AbstractAlthough the p16INK4a and p21Waf1/Cip1 cyclin-dependent kinase (CDK) inhibitors are known to play key roles in cellular senescence in vitro, their roles in senescence remain rather poorly understood in vivo. This situation is partly due to the possibility of compensatory effect(s) between p16INK4a and p21Waf1/Cip1 or to the upregulation of functionally related CDK inhibitors. To directly address the cooperative roles of p16INK4a and p21Waf1/Cip1 in senescence in vivo, we generated a mouse line simply lacking both p16INK4a and p21Waf1/Cip1 genes [double-knockout (DKO)]. Mouse embryonic fibroblasts (MEF) derived from DKO mice displayed no evidence of cellular senescence when cultured serially in vitro.

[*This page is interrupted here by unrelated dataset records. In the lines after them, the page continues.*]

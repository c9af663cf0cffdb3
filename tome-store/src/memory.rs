use crate::service::{ChapterPatch, GraphUpdate, NotePage, Store};
use async_trait::async_trait;
use std::collections::HashMap;
use std::sync::{Arc, RwLock};
use tome_core::{
    Analysis, Chapter, ChapterId, FolderSet, KnowledgeGraph, Note, NoteId, Result, Summary,
    TomeError, Work, WorkId,
};

#[derive(Default)]
struct Inner {
    works: HashMap<WorkId, Work>,
    chapters: HashMap<ChapterId, Chapter>,
    summaries: HashMap<String, Summary>,
    // Secondary index: chapter_id -> summary_id
    summary_by_chapter: HashMap<ChapterId, String>,
    notes: HashMap<NoteId, Note>,
    analyses: HashMap<WorkId, Analysis>,
    graph: KnowledgeGraph,
    folders: Option<FolderSet>,
}

/// In-memory store used by tests and local development. Interior
/// mutability through a single `RwLock`; no lock is held across an await.
#[derive(Clone, Default)]
pub struct MemoryStore {
    inner: Arc<RwLock<Inner>>,
}

impl MemoryStore {
    pub fn new() -> Self {
        Self::default()
    }

    fn read(&self) -> std::sync::RwLockReadGuard<'_, Inner> {
        self.inner.read().unwrap_or_else(|e| e.into_inner())
    }

    fn write(&self) -> std::sync::RwLockWriteGuard<'_, Inner> {
        self.inner.write().unwrap_or_else(|e| e.into_inner())
    }
}

fn delete_chapter_artifacts(inner: &mut Inner, chapter: &Chapter) {
    if let Some(summary_id) = inner.summary_by_chapter.remove(&chapter.id) {
        inner.summaries.remove(&summary_id);
    }
    let note_ids: Vec<NoteId> = inner
        .notes
        .values()
        .filter(|n| n.source.chapter_id == chapter.id)
        .map(|n| n.id.clone())
        .collect();
    for id in &note_ids {
        inner.notes.remove(id);
        inner.graph.remove_note(id);
        if let Some(folders) = inner.folders.as_mut() {
            for folder in &mut folders.folders {
                folder.note_ids.retain(|n| n != id);
            }
        }
    }
}

#[async_trait]
impl Store for MemoryStore {
    async fn get_work(&self, id: &WorkId) -> Result<Option<Work>> {
        Ok(self.read().works.get(id).cloned())
    }

    async fn save_work(&self, work: &Work) -> Result<()> {
        self.write().works.insert(work.id.clone(), work.clone());
        Ok(())
    }

    async fn delete_work(&self, id: &WorkId) -> Result<()> {
        let mut inner = self.write();
        let chapters: Vec<Chapter> =
            inner.chapters.values().filter(|c| &c.work_id == id).cloned().collect();
        for chapter in &chapters {
            delete_chapter_artifacts(&mut inner, chapter);
            inner.chapters.remove(&chapter.id);
        }
        inner.analyses.remove(id);
        inner.works.remove(id);
        Ok(())
    }

    async fn get_chapter(&self, id: &ChapterId) -> Result<Option<Chapter>> {
        Ok(self.read().chapters.get(id).cloned())
    }

    async fn save_chapter(&self, chapter: &Chapter) -> Result<()> {
        self.write().chapters.insert(chapter.id.clone(), chapter.clone());
        Ok(())
    }

    async fn update_chapter(
        &self,
        id: &ChapterId,
        patch: ChapterPatch,
    ) -> Result<Option<Chapter>> {
        let mut inner = self.write();
        let Some(chapter) = inner.chapters.get_mut(id) else {
            return Ok(None);
        };
        patch.apply(chapter);
        Ok(Some(chapter.clone()))
    }

    async fn chapters_of(&self, work_id: &WorkId) -> Result<Vec<Chapter>> {
        let mut chapters: Vec<Chapter> =
            self.read().chapters.values().filter(|c| &c.work_id == work_id).cloned().collect();
        chapters.sort_by_key(|c| c.chapter_index);
        Ok(chapters)
    }

    async fn get_summary(&self, id: &str) -> Result<Option<Summary>> {
        Ok(self.read().summaries.get(id).cloned())
    }

    async fn get_summary_by_chapter(&self, chapter_id: &ChapterId) -> Result<Option<Summary>> {
        let inner = self.read();
        Ok(inner
            .summary_by_chapter
            .get(chapter_id)
            .and_then(|summary_id| inner.summaries.get(summary_id))
            .cloned())
    }

    async fn save_summary(&self, summary: &Summary) -> Result<()> {
        let mut inner = self.write();
        inner.summary_by_chapter.insert(summary.chapter_id.clone(), summary.id.clone());
        inner.summaries.insert(summary.id.clone(), summary.clone());
        Ok(())
    }

    async fn get_note(&self, id: &NoteId) -> Result<Option<Note>> {
        Ok(self.read().notes.get(id).cloned())
    }

    async fn save_note(&self, note: &Note) -> Result<()> {
        self.write().notes.insert(note.id.clone(), note.clone());
        Ok(())
    }

    async fn all_notes(&self) -> Result<Vec<Note>> {
        Ok(self.read().notes.values().cloned().collect())
    }

    async fn notes_by_chapter(
        &self,
        work_id: &WorkId,
        chapter_id: &ChapterId,
    ) -> Result<Vec<Note>> {
        Ok(self
            .read()
            .notes
            .values()
            .filter(|n| &n.source.work_id == work_id && &n.source.chapter_id == chapter_id)
            .cloned()
            .collect())
    }

    async fn delete_notes_by_chapter(
        &self,
        work_id: &WorkId,
        chapter_id: &ChapterId,
    ) -> Result<()> {
        let mut inner = self.write();
        let note_ids: Vec<NoteId> = inner
            .notes
            .values()
            .filter(|n| &n.source.work_id == work_id && &n.source.chapter_id == chapter_id)
            .map(|n| n.id.clone())
            .collect();
        for id in &note_ids {
            inner.notes.remove(id);
            inner.graph.remove_note(id);
            if let Some(folders) = inner.folders.as_mut() {
                for folder in &mut folders.folders {
                    folder.note_ids.retain(|n| n != id);
                }
            }
        }
        Ok(())
    }

    async fn list_notes(&self, page: u32, limit: u32, search: Option<&str>) -> Result<NotePage> {
        if limit == 0 {
            return Err(TomeError::Store("list_notes limit must be positive".into()));
        }
        let page = page.max(1);
        let needle = search.map(str::to_lowercase);
        let inner = self.read();
        let mut matched: Vec<Note> = inner
            .notes
            .values()
            .filter(|n| match &needle {
                Some(needle) => {
                    n.title.to_lowercase().contains(needle)
                        || n.content.to_lowercase().contains(needle)
                }
                None => true,
            })
            .cloned()
            .collect();
        matched.sort_by(|a, b| {
            b.created_at.cmp(&a.created_at).then_with(|| a.id.as_ref().cmp(b.id.as_ref()))
        });

        let total = matched.len() as u64;
        let start = ((page - 1) as usize).saturating_mul(limit as usize);
        let notes = matched.into_iter().skip(start).take(limit as usize).collect();
        Ok(NotePage { notes, total, page, limit })
    }

    async fn get_analysis(&self, work_id: &WorkId) -> Result<Option<Analysis>> {
        Ok(self.read().analyses.get(work_id).cloned())
    }

    async fn save_analysis(&self, analysis: &Analysis) -> Result<()> {
        self.write().analyses.insert(analysis.work_id.clone(), analysis.clone());
        Ok(())
    }

    async fn get_graph(&self) -> Result<KnowledgeGraph> {
        Ok(self.read().graph.clone())
    }

    async fn update_graph(&self, update: GraphUpdate) -> Result<KnowledgeGraph> {
        let mut inner = self.write();
        update(&mut inner.graph);
        Ok(inner.graph.clone())
    }

    async fn get_folders(&self) -> Result<Option<FolderSet>> {
        Ok(self.read().folders.clone())
    }

    async fn save_folders(&self, folders: &FolderSet) -> Result<()> {
        self.write().folders = Some(folders.clone());
        Ok(())
    }
}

Moreover, DKO MEFs readily escaped Ras-induced senescence and overrode contact inhibition in culture. This was not the case in MEFs lacking either p16INK4a or p21Waf1/Cip1, indicating that p16INK4a and p21Waf1/Cip1 play cooperative roles in cellular senescence and contact inhibition in vitro. Notably, we found the DKO mice to be extremely susceptible to 7,12-dimethylbenz(a)anthracene/12-O-tetradecanoylphorbol-13-acetate–induced skin carcinogenesis that involves oncogenic mutation of the H-ras gene. Mechanistic investigations suggested that the high incidence of cancer in DKO mice likely reflected a cooperative effect of increased benign skin tumor formation caused by p21Waf1/Cip1 loss, with increased malignant conversion of benign skin tumors caused by p16INK4a loss. Our findings establish an intrinsic cooperation between p16INK4a and p21Waf1/Cip1 in the onset of cellular senescence and tumor suppression in vivo. Cancer Res; 70(22); 9381–90. ©2010 AACR.